A partir du moment où l’ordinateur est utilisé en Sciences Physiques principalement pour faire des calculs et des acquisitions de valeurs expérimentales, il est naturel que la discussion sur l’opportunité de son usage se centre sur sa rapidité, son efficacité, la possibilité qu’il offre de refaire plusieurs fois les mêmes expériences, tous sujets de débats qu’on retrouve habituellement dans la littérature consacrée à l’enseignement de la physique. Si par contre on utilise cet outil pour faire de la simulation ou de la modélisation, la discussion change de nature et d’objet : elle porte désormais sur les modifications que l’usage d’un tel outil apporte aux savoirs enseignés, sur la définition de situations d’enseignement pertinentes et sur la nature des apprentissages réalisés dans de telles situations. Dès lors il ne s’agit plus de savoir si cet outil est plus efficace qu’un enseignement qu’on jugerait ’traditionnel’ et qui ne l’utiliserait pas ; il ne s’agit plus de mener des études comparatives, puisque ce qui est appris est différent ; il s’agit de savoir ce qui est appris et comment, par quels processus.
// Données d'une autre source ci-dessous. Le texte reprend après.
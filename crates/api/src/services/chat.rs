//! Chat proxy: forwards the conversation to the completion API and runs at
//! most one tool call per turn.
//!
//! Streaming turns run in a spawned task that writes SSE `data` payloads
//! into a bounded channel. The task owns the upstream stream; when the
//! client goes away the next send fails and the task returns, dropping the
//! upstream connection with it.

use std::sync::Arc;
use std::time::Duration;

use domain::models::chat::{
    build_conversation, conversation_context, tool_definitions, ChatMessage, ChatReply,
    ChatRequest, CompletionRequest, ExecutedToolCall, StreamNotice, ToolCallReply, ToolName,
};
use domain::services::{classify, ChunkKind, PendingToolCall, SseDecoder, SseFrame, ToolCallAccumulator};
use futures::StreamExt;
use serde::Serialize;
use serde_json::Value;
use thiserror::Error;
use tokio::sync::mpsc;
use tracing::{debug, error, info, warn};

use crate::config::ChatConfig;
use crate::error::ApiError;
use crate::middleware::metrics::record_chat_request;
use crate::services::llm::{ByteStream, ChatCompletionApi, LlmError, GENERIC_FAILURE_MESSAGE};
use crate::services::tools::{ToolContext, ToolRunner};

/// Final payload of every completed stream.
pub const DONE: &str = "[DONE]";

const CHANNEL_CAPACITY: usize = 64;

pub const NOT_CONFIGURED_MESSAGE: &str = "AI service not configured";

#[derive(Debug, Error)]
pub enum ChatError {
    #[error(transparent)]
    Llm(#[from] LlmError),

    #[error("No response from AI service")]
    EmptyReply,

    #[error("Invalid tool arguments: {0}")]
    InvalidToolArguments(String),
}

impl From<ChatError> for ApiError {
    fn from(err: ChatError) -> Self {
        match err {
            ChatError::Llm(e) => e.into(),
            other => ApiError::server(GENERIC_FAILURE_MESSAGE, other),
        }
    }
}
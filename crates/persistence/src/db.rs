//! Database connection pool management.

use sqlx::postgres::PgPoolOptions;
use sqlx::PgPool;
use std::time::Duration;

/// Database configuration.
#[derive(Debug, Clone)]
pub struct DatabaseConfig {
    pub url: String,
    pub max_connections: u32,
    pub min_connections: u32,
    pub connect_timeout_secs: u64,
    pub idle_timeout_secs: u64,
}

/// Creates a PostgreSQL connection pool with the given configuration.
pub async fn create_pool(config: &DatabaseConfig) -> Result<PgPool, sqlx::Error> {
    PgPoolOptions::new()
        .max_connections(config.max_connections)
        .min_connections(config.min_connections)
        .acquire_timeout(Duration::from_secs(config.connect_timeout_secs))
        .idle_timeout(Duration::from_secs(config.idle_timeout_secs))
        .connect(&config.url)
        .await
}

/// Round-trips a trivial query, used by the readiness probe.
pub async fn ping(pool: &PgPool) -> Result<(), sqlx::Error> {
    sqlx::query("SELECT 1").execute(pool).await?;
    Ok(())
}

/// Splits a Postgres URL into the database name and the same URL pointed
/// at the `postgres` maintenance database. Query strings are preserved.
pub fn maintenance_url(url: &str, default_name: &str) -> (String, String) {
    let (base, query) = match url.split_once('?') {
        Some((base, query)) => (base, Some(query)),
        None => (url, None),
    };

    let authority_end = base.find("://").map(|i| i + 3).unwrap_or(0);
    let (server, name) = match base[authority_end..].rfind('/') {
        Some(slash) => {
            let slash = authority_end + slash;
            (&base[..slash], &base[slash + 1..])
        }
        None => (base, ""),
    };

    let name = if name.is_empty() { default_name } else { name };
    let mut maintenance = format!("{}/postgres", server);
    if let Some(query) = query {
        maintenance.push('?');
        maintenance.push_str(query);
    }
    (name.to_string(), maintenance)
}
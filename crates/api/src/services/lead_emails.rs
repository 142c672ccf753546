//! Emails sent about leads: team notifications, visitor confirmations,
//! transcripts and the search quota warning.
//!
//! Builders are pure and return an [`EmailMessage`]; [`LeadMailer`] pairs
//! them with the configured [`EmailService`]. Visitor-supplied text is
//! HTML-escaped before it is placed in an HTML body.

use chrono::{DateTime, Utc};
use domain::models::chat::HistoryEntry;
use domain::models::contact::{BlueSlipQuote, ContactSubmission, GeneralInquiry};
use domain::models::lead::Lead;
use shared::text::{escape_html, html_paragraph, truncate_with_suffix};

use crate::services::email::{EmailError, EmailMessage, EmailService};

const CALLBACK_CONTEXT_PREVIEW: usize = 500;
const TRANSCRIPT_PREVIEW: usize = 800;
const TRANSCRIPT_PREVIEW_SUFFIX: &str = "...\n\n[View full transcript in dashboard]";
const BOOKING_URL: &str = "https://calendly.com/websited";
const SIGNATURE: &str = "Websited - AI & Digital Marketing Solutions\n2 Martin Place, Sydney, Australia\nhello@websited.org | websited.org";

fn received_at(now: DateTime<Utc>) -> String {
    now.format("%Y-%m-%d %H:%M UTC").to_string()
}

fn dashboard_link(site_url: &str, lead_id: i32) -> String {
    format!(
        "{}/admin/callbacks.html?id={}",
        site_url.trim_end_matches('/'),
        lead_id
    )
}

fn html_row(label: &str, value: &str) -> String {
    format!(
        r#"<tr><td style="padding: 10px; color: #6b7280; font-weight: 600; width: 40%;">{}</td><td style="padding: 10px;"><strong>{}</strong></td></tr>"#,
        label,
        escape_html(value)
    )
}

fn html_document(heading: &str, accent: &str, body: &str) -> String {
    format!(
        r#"<!DOCTYPE html>
<html>
<head><meta charset="UTF-8"></head>
<body style="font-family: -apple-system, BlinkMacSystemFont, 'Segoe UI', Roboto, Arial, sans-serif; line-height: 1.6; color: #333;">
    <div style="max-width: 600px; margin: 0 auto; padding: 20px;">
        <div style="background: {accent}; color: white; padding: 24px; border-radius: 8px 8px 0 0;">
            <h2 style="margin: 0;">{heading}</h2>
        </div>
        <div style="background: #ffffff; padding: 30px; border: 1px solid #e5e7eb;">
{body}
        </div>
    </div>
</body>
</html>"#,
        accent = accent,
        heading = heading,
        body = body
    )
}

const BLUE_ACCENT: &str = "linear-gradient(135deg, #1E40AF, #8B5CF6)";
const RED_ACCENT: &str = "linear-gradient(135deg, #ef4444, #dc2626)";
const PURPLE_ACCENT: &str = "linear-gradient(135deg, #8B5CF6, #6366f1)";

/// How the confirmation tells the visitor they will be contacted.
pub fn contact_method_phrase(method: &str) -> &'static str {
    match method {
        "phone" => "phone call",
        "email" => "email",
        "sms" => "SMS",
        _ => "your preferred method",
    }
}

pub fn contact_subject(submission: &ContactSubmission) -> String {
    match submission {
        ContactSubmission::BlueSlipQuote(quote) => format!(
            "🚗 Blue Slip Quote: {} - {} ({}){}",
            quote.name,
            quote.suburb,
            quote.vehicle_type,
            if quote.is_urgent() { " - URGENT" } else { "" }
        ),
        ContactSubmission::Inquiry(inquiry) => match &inquiry.service {
            Some(service) => format!("🚀 New Growth Inquiry: {} - {}", inquiry.name, service),
            None => format!("🚀 New Growth Inquiry: {}", inquiry.name),
        },
    }
}

fn quote_bodies(quote: &BlueSlipQuote, received: &str) -> (String, String) {
    let mut text = format!(
        "New Blue Slip Quote Request\n\nName: {}\nPhone: {}\nSuburb: {}\nVehicle Type: {}\n",
        quote.name, quote.phone, quote.suburb, quote.vehicle_type
    );
    let mut rows = vec![
        html_row("Name:", &quote.name),
        html_row("Phone:", &quote.phone),
        html_row("Suburb:", &quote.suburb),
        html_row("Vehicle Type:", &quote.vehicle_type),
    ];
    if let Some(email) = &quote.email {
        text.push_str(&format!("Email: {}\n", email));
        rows.push(html_row("Email:", email));
    }
    if let Some(timing) = &quote.timing {
        text.push_str(&format!("Timeframe: {}\n", timing));
        rows.push(html_row("Timeframe:", timing));
    }

    let mut html = format!(r#"<table style="width: 100%;">{}</table>"#, rows.join(""));
    if let Some(notes) = &quote.notes {
        text.push_str(&format!("Notes: {}\n", notes));
        html.push_str(&format!(
            "<p><strong>Additional Notes:</strong><br>{}</p>",
            html_paragraph(notes)
        ));
    }
    if quote.is_urgent() {
        let timing = quote.timing.as_deref().unwrap_or_default();
        text.push_str(&format!("\n⚡ URGENT: Customer needs service {}!\n", timing));
        html.push_str(&format!(
            r#"<div style="background: #FEF3C7; border: 1px solid #F59E0B; padding: 15px; border-radius: 4px;"><strong>⚡ URGENT:</strong> Customer needs service {}!</div>"#,
            escape_html(timing)
        ));
    }
    text.push_str(&format!("\nReceived on {}", received));
    html.push_str(&format!(
        r#"<p style="color: #6b7280; font-size: 12px;">Sent from the website quote form. Received on {}</p>"#,
        received
    ));

    (text, html_document("🚗 New Blue Slip Quote Request", BLUE_ACCENT, &html))
}

fn inquiry_bodies(inquiry: &GeneralInquiry, received: &str) -> (String, String) {
    let mut text = format!(
        "New Growth Strategy Inquiry from Websited.org\n\nName: {}\nEmail: {}\n",
        inquiry.name, inquiry.email
    );
    let mut rows = vec![
        html_row("Name:", &inquiry.name),
        html_row("Email:", &inquiry.email),
    ];
    if let Some(phone) = &inquiry.phone {
        text.push_str(&format!("Phone: {}\n", phone));
        rows.push(html_row("Phone:", phone));
    }
    if let Some(service) = &inquiry.service {
        text.push_str(&format!("Service Interest: {}\n", service));
        rows.push(html_row("Service Interested In:", service));
    }
    text.push_str(&format!(
        "\nMessage:\n{}\n\nReceived on {}",
        inquiry.message, received
    ));

    let html = format!(
        r#"<table style="width: 100%;">{}</table><p><strong>Message:</strong><br>{}</p><p style="color: #6b7280; font-size: 12px;">Sent from the website contact form. Received on {}</p>"#,
        rows.join(""),
        html_paragraph(&inquiry.message),
        received
    );

    (text, html_document("🚀 New Growth Strategy Inquiry", BLUE_ACCENT, &html))
}

/// Team notification for a contact-form submission. Inquiries are
/// Reply-To the visitor.
pub fn contact_notification(
    submission: &ContactSubmission,
    recipients: Vec<String>,
    now: DateTime<Utc>,
) -> EmailMessage {
    let received = received_at(now);
    let (text, html) = match submission {
        ContactSubmission::BlueSlipQuote(quote) => quote_bodies(quote, &received),
        ContactSubmission::Inquiry(inquiry) => inquiry_bodies(inquiry, &received),
    };

    let message = EmailMessage::new(
        "contact_notification",
        recipients,
        contact_subject(submission),
        text,
    )
    .with_html(html);

    match submission {
        ContactSubmission::Inquiry(inquiry) => message.with_reply_to(inquiry.email.clone()),
        ContactSubmission::BlueSlipQuote(_) => message,
    }
}

pub fn contact_auto_reply(name: &str, email: &str) -> EmailMessage {
    let text = format!(
        "Hi {},\n\nThank you for reaching out to us about growing your business. We've received your inquiry and our growth strategists will get back to you within 24 hours.\n\nBest regards,\nThe Websited Team",
        name
    );
    let html = format!(
        r#"<p>Hi {},</p>
<p>Thank you for reaching out to us about growing your business. We've received your inquiry and our growth strategists will get back to you within 24 hours.</p>
<p>In the meantime, feel free to explore our <a href="https://websited.org">website</a> to learn more about our AI and digital marketing solutions.</p>
<p>Best regards,<br>The Websited Team</p>
<p style="color: #6b7280; font-size: 12px;">This is an automated response. Please do not reply to this email.</p>"#,
        escape_html(name)
    );

    EmailMessage::new(
        "contact_auto_reply",
        vec![email.to_string()],
        "Thank you for contacting Websited",
        text,
    )
    .with_html(html_document("Thank You for Contacting Websited!", BLUE_ACCENT, &html))
}

/// Team notification for a callback scheduled by the assistant.
pub fn callback_admin_notification(
    lead: &Lead,
    reference_id: &str,
    site_url: &str,
    recipients: Vec<String>,
) -> EmailMessage {
    let preferred_time = lead.preferred_time.as_deref().unwrap_or("ASAP");
    let link = dashboard_link(site_url, lead.id);

    let mut text = format!(
        "NEW CALLBACK REQUEST\n\nName: {}\nPhone: {}\nEmail: {}\nPreferred Contact: {}\nPreferred Time: {}\nReference: {}\n\n",
        lead.name,
        lead.phone.as_deref().unwrap_or("N/A"),
        lead.email.as_deref().unwrap_or("N/A"),
        lead.preferred_contact_method,
        preferred_time,
        reference_id
    );

    let mut rows = vec![html_row("Name:", &lead.name)];
    if let Some(phone) = &lead.phone {
        rows.push(html_row("Phone:", phone));
    }
    if let Some(email) = &lead.email {
        rows.push(html_row("Email:", email));
    }
    rows.push(html_row("Preferred Contact:", &lead.preferred_contact_method));
    rows.push(html_row("Preferred Time:", preferred_time));
    rows.push(html_row("Reference ID:", reference_id));

    let mut html = format!(
        r#"<p style="opacity: 0.8;">HIGH PRIORITY - Respond within 24 hours</p><table style="width: 100%;">{}</table>"#,
        rows.join("")
    );

    if let Some(message) = lead.message.as_deref().filter(|m| !m.is_empty()) {
        text.push_str(&format!("Message: {}\n\n", message));
        html.push_str(&format!(
            "<h3>Message:</h3><p>{}</p>",
            html_paragraph(message)
        ));
    }
    if let Some(context) = lead.conversation_context.as_deref().filter(|c| !c.is_empty()) {
        let preview = truncate_with_suffix(context, CALLBACK_CONTEXT_PREVIEW, "...");
        html.push_str(&format!(
            r#"<div style="background: #f9fafb; padding: 15px; border-left: 4px solid #C4EF17;"><h3 style="margin-top: 0;">Conversation Context:</h3><p style="white-space: pre-wrap;">{}</p></div>"#,
            escape_html(&preview)
        ));
    }
    text.push_str(&format!("View in dashboard: {}", link));
    html.push_str(&format!(
        r#"<p style="text-align: center;"><a href="{}" style="background: #C4EF17; color: #0f0f23; padding: 12px 30px; border-radius: 6px; text-decoration: none; font-weight: 600;">View in Dashboard</a></p>"#,
        escape_html(&link)
    ));

    EmailMessage::new(
        "callback_notification",
        recipients,
        "🔥 URGENT: New Callback Request - Websited",
        text,
    )
    .with_html(html_document("🔥 New Callback Request", RED_ACCENT, &html))
}
//! Callback request (lead) entity.

use chrono::{DateTime, Utc};
use domain::models::lead::{Lead, LeadSource, LeadStatus, SchemaColumn};
use sqlx::FromRow;

/// Database row of `callback_requests`.
#[derive(Debug, Clone, FromRow)]
pub struct CallbackRequestEntity {
    pub id: i32,
    pub name: String,
    pub phone: Option<String>,
    pub email: Option<String>,
    pub preferred_contact_method: String,
    pub preferred_time: Option<String>,
    pub message: Option<String>,
    pub conversation_context: Option<String>,
    /// Constrained by `callback_requests_status_check`.
    pub status: String,
    /// Constrained by `callback_requests_source_check`.
    pub source: String,
    pub service: Option<String>,
    pub created_at: DateTime<Utc>,
    pub updated_at: DateTime<Utc>,
}

impl From<CallbackRequestEntity> for Lead {
    fn from(entity: CallbackRequestEntity) -> Self {
        let status = entity.status.parse().unwrap_or_else(|_| {
            tracing::warn!(id = entity.id, status = %entity.status, "Unexpected lead status in database");
            LeadStatus::Pending
        });
        let source = entity.source.parse().unwrap_or_else(|_| {
            tracing::warn!(id = entity.id, source = %entity.source, "Unexpected lead source in database");
            LeadSource::Chatbot
        });

        Lead {
            id: entity.id,
            name: entity.name,
            phone: entity.phone,
            email: entity.email,
            preferred_contact_method: entity.preferred_contact_method,
            preferred_time: entity.preferred_time,
            message: entity.message,
            conversation_context: entity.conversation_context,
            status,
            source,
            service: entity.service,
            created_at: entity.created_at,
            updated_at: entity.updated_at,
        }
    }
}

/// Aggregate counters over `callback_requests`.
#[derive(Debug, Clone, FromRow)]
pub struct LeadStatsEntity {
    pub total: i64,
    pub pending: i64,
    pub contacted: i64,
    pub completed: i64,
    pub last_7_days: i64,
    pub last_30_days: i64,
}

/// Row of `information_schema.columns`.
#[derive(Debug, Clone, FromRow)]
pub struct ColumnInfoEntity {
    pub column_name: String,
    pub data_type: String,
    pub is_nullable: String,
    pub column_default: Option<String>,
}

impl From<ColumnInfoEntity> for SchemaColumn {
    fn from(entity: ColumnInfoEntity) -> Self {
        SchemaColumn {
            column_name: entity.column_name,
            data_type: entity.data_type,
            is_nullable: entity.is_nullable,
            column_default: entity.column_default,
        }
    }
}

#[cfg(test)]
mod tests {
    use super::*;
    use fake::faker::internet::en::SafeEmail;
    use fake::faker::name::en::Name;
    use fake::Fake;

    fn entity(status: &str, source: &str) -> CallbackRequestEntity {
        let now = Utc::now();
        CallbackRequestEntity {
            id: 7,
            name: Name().fake(),
            phone: None,
            email: Some(SafeEmail().fake()),
            preferred_contact_method: "email".to_string(),
            preferred_time: Some("ASAP".to_string()),
            message: Some("Requested chat transcript download".to_string()),
            conversation_context: Some("User: hi".to_string()),
            status: status.to_string(),
            source: source.to_string(),
            service: Some("seo".to_string()),
            created_at: now,
            updated_at: now,
        }
    }

    #[test]
    fn test_entity_to_lead() {
        let lead: Lead = entity("contacted", "download_chat").into();
        assert_eq!(lead.id, 7);
        assert_eq!(lead.status, LeadStatus::Contacted);
        assert_eq!(lead.source, LeadSource::DownloadChat);
        assert_eq!(lead.service.as_deref(), Some("seo"));
    }

    #[test]
    fn test_unknown_values_fall_back() {
        let lead: Lead = entity("archived", "fax").into();
        assert_eq!(lead.status, LeadStatus::Pending);
        assert_eq!(lead.source, LeadSource::Chatbot);
    }
}
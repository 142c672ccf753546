//! External service integrations and the chat orchestration built on them.

pub mod chat;
pub mod email;
pub mod lead_emails;
pub mod llm;
pub mod search;
pub mod tools;
pub mod webpage;

pub use chat::ChatService;
pub use email::EmailService;
pub use lead_emails::LeadMailer;
pub use llm::{ChatCompletionApi, OpenRouterClient};
pub use tools::{ToolExecutor, ToolRunner};
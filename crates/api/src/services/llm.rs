//! Client for the OpenAI-compatible chat-completion API (OpenRouter by
//! default).

use std::time::Duration;

use async_trait::async_trait;
use axum::body::Bytes;
use domain::models::chat::{CompletionRequest, CompletionResponse};
use futures::stream::{self, BoxStream, Stream, StreamExt};
use reqwest::{Client, RequestBuilder, Response, StatusCode};
use thiserror::Error;
use tracing::{debug, error};

use crate::config::{ChatConfig, SiteConfig};
use crate::error::ApiError;

pub const AUTH_FAILED_MESSAGE: &str = "AI service authentication failed";
pub const RATE_LIMITED_MESSAGE: &str = "Too many requests. Please wait a moment and try again.";
pub const TIMEOUT_MESSAGE: &str = "AI service timeout. Please try again.";
pub const GENERIC_FAILURE_MESSAGE: &str = "Failed to get AI response. Please try again later.";

#[derive(Debug, Error)]
pub enum LlmError {
    #[error("Upstream rejected the API key")]
    Unauthorized,

    #[error("Upstream rate limit exceeded")]
    RateLimited,

    #[error("Upstream request timed out")]
    Timeout,

    #[error("Upstream returned {status}: {body}")]
    Upstream { status: u16, body: String },

    #[error("HTTP error: {0}")]
    Http(String),

    #[error("Invalid response from upstream: {0}")]
    InvalidResponse(String),
}

impl LlmError {
    fn from_reqwest(err: reqwest::Error) -> Self {
        if err.is_timeout() {
            LlmError::Timeout
        } else {
            LlmError::Http(err.to_string())
        }
    }
}

impl From<LlmError> for ApiError {
    fn from(err: LlmError) -> Self {
        match err {
            LlmError::Unauthorized => ApiError::server(AUTH_FAILED_MESSAGE, err),
            LlmError::RateLimited => ApiError::RateLimited(RATE_LIMITED_MESSAGE.to_string()),
            LlmError::Timeout => ApiError::GatewayTimeout(TIMEOUT_MESSAGE.to_string()),
            other => ApiError::server(GENERIC_FAILURE_MESSAGE, other),
        }
    }
}

/// Raw body chunks of a streaming completion.
pub type ByteStream = BoxStream<'static, Result<Bytes, LlmError>>;

#[async_trait]
pub trait ChatCompletionApi: Send + Sync {
    /// One non-streaming completion.
    async fn complete(&self, request: &CompletionRequest) -> Result<CompletionResponse, LlmError>;

    /// Opens a streaming completion. Resolves once the upstream has answered
    /// with a success status, so failures surface before any byte is sent
    /// to the client.
    ///
    /// `timeout` bounds the wait for the response head and then the gap
    /// between body chunks. A reply that keeps delivering tokens is never
    /// cut off.
    async fn stream(
        &self,
        request: &CompletionRequest,
        timeout: Duration,
    ) -> Result<ByteStream, LlmError>;
}

pub struct OpenRouterClient {
    client: Client,
    endpoint: String,
    api_key: String,
    referer: String,
    title: String,
    request_timeout: Duration,
}

impl OpenRouterClient {
    pub fn new(chat: &ChatConfig, site: &SiteConfig) -> Result<Self, LlmError> {
        let client = Client::builder()
            .build()
            .map_err(|e| LlmError::Http(e.to_string()))?;

        Ok(Self {
            client,
            endpoint: format!("{}/chat/completions", chat.api_url.trim_end_matches('/')),
            api_key: chat.api_key.clone(),
            referer: site.url.clone(),
            title: site.name.clone(),
            request_timeout: Duration::from_secs(chat.request_timeout_secs),
        })
    }

    fn post(&self, request: &CompletionRequest) -> RequestBuilder {
        self.client
            .post(&self.endpoint)
            .bearer_auth(&self.api_key)
            .header("HTTP-Referer", &self.referer)
            .header("X-Title", &self.title)
            .json(request)
    }

    async fn check_status(response: Response) -> Result<Response, LlmError> {
        let status = response.status();
        if status.is_success() {
            return Ok(response);
        }

        let body = response.text().await.unwrap_or_default();
        error!(status = %status, body = %body, "Chat completion request rejected");
        Err(match status {
            StatusCode::UNAUTHORIZED => LlmError::Unauthorized,
            StatusCode::TOO_MANY_REQUESTS => LlmError::RateLimited,
            StatusCode::REQUEST_TIMEOUT | StatusCode::GATEWAY_TIMEOUT => LlmError::Timeout,
            _ => LlmError::Upstream {
                status: status.as_u16(),
                body,
            },
        })
    }
}

#[async_trait]
impl ChatCompletionApi for OpenRouterClient {
    async fn complete(&self, request: &CompletionRequest) -> Result<CompletionResponse, LlmError> {
        debug!(model = %request.model, messages = request.messages.len(), "Requesting completion");

        let response = self
            .post(request)
            .timeout(self.request_timeout)
            .send()
            .await
            .map_err(LlmError::from_reqwest)?;
        let response = Self::check_status(response).await?;

        response
            .json::<CompletionResponse>()
            .await
            .map_err(|e| LlmError::InvalidResponse(e.to_string()))
    }

    async fn stream(
        &self,
        request: &CompletionRequest,
        timeout: Duration,
    ) -> Result<ByteStream, LlmError> {
        debug!(model = %request.model, messages = request.messages.len(), "Opening completion stream");

        let response = tokio::time::timeout(timeout, async {
            let response = self
                .post(request)
                .send()
                .await
                .map_err(LlmError::from_reqwest)?;
            Self::check_status(response).await
        })
        .await
        .map_err(|_| LlmError::Timeout)??;

        Ok(idle_timeout(
            response
                .bytes_stream()
                .map(|chunk| chunk.map_err(LlmError::from_reqwest)),
            timeout,
        ))
    }
}

/// Ends `inner` with `LlmError::Timeout` once no chunk arrives within `idle`.
fn idle_timeout<S>(inner: S, idle: Duration) -> ByteStream
where
    S: Stream<Item = Result<Bytes, LlmError>> + Send + 'static,
{
    stream::unfold(Some(inner.boxed()), move |state| async move {
        let Some(mut inner) = state else {
            return None;
        };
        match tokio::time::timeout(idle, inner.next()).await {
            Ok(Some(item)) => Some((item, Some(inner))),
            Ok(None) => None,
            Err(_) => Some((Err(LlmError::Timeout), None)),
        }
    })
    .boxed()
}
Autrement dit, l’objet de ce travail est bien la relation entre la situation d’enseignement et l’apprentissage réalisé, non dans l’espoir d’épuiser la question, bien trop vaste, mais en donnant un éclairage dans une certaine configuration de situation d’enseignement :

Cette première problématique définit le plan que nous allons suivre. Dans un premier temps (chapitres 1 à 4) nous allons définir le cadre théorique dans lequel nous allons nous placer, et préciser ce que nous retenons des travaux antérieurs dans quatre domaines :

Cette première partie permettra de formuler de façon plus précise nos questions de recherche (chapitre 5), puis les méthodes d’analyse que nous utiliserons (chapitre 6).

Dans une deuxième partie nous présenterons les résultats de notre travail, d’une part la séquence d’enseignement que nous avons construite (chapitre 7), puis les observations faites et les conclusions que nous en tirons sur les processus de modélisation à l’oeuvre chez les élèves observés et sur l’apprentissage réalisé (chapitres 8 et 9).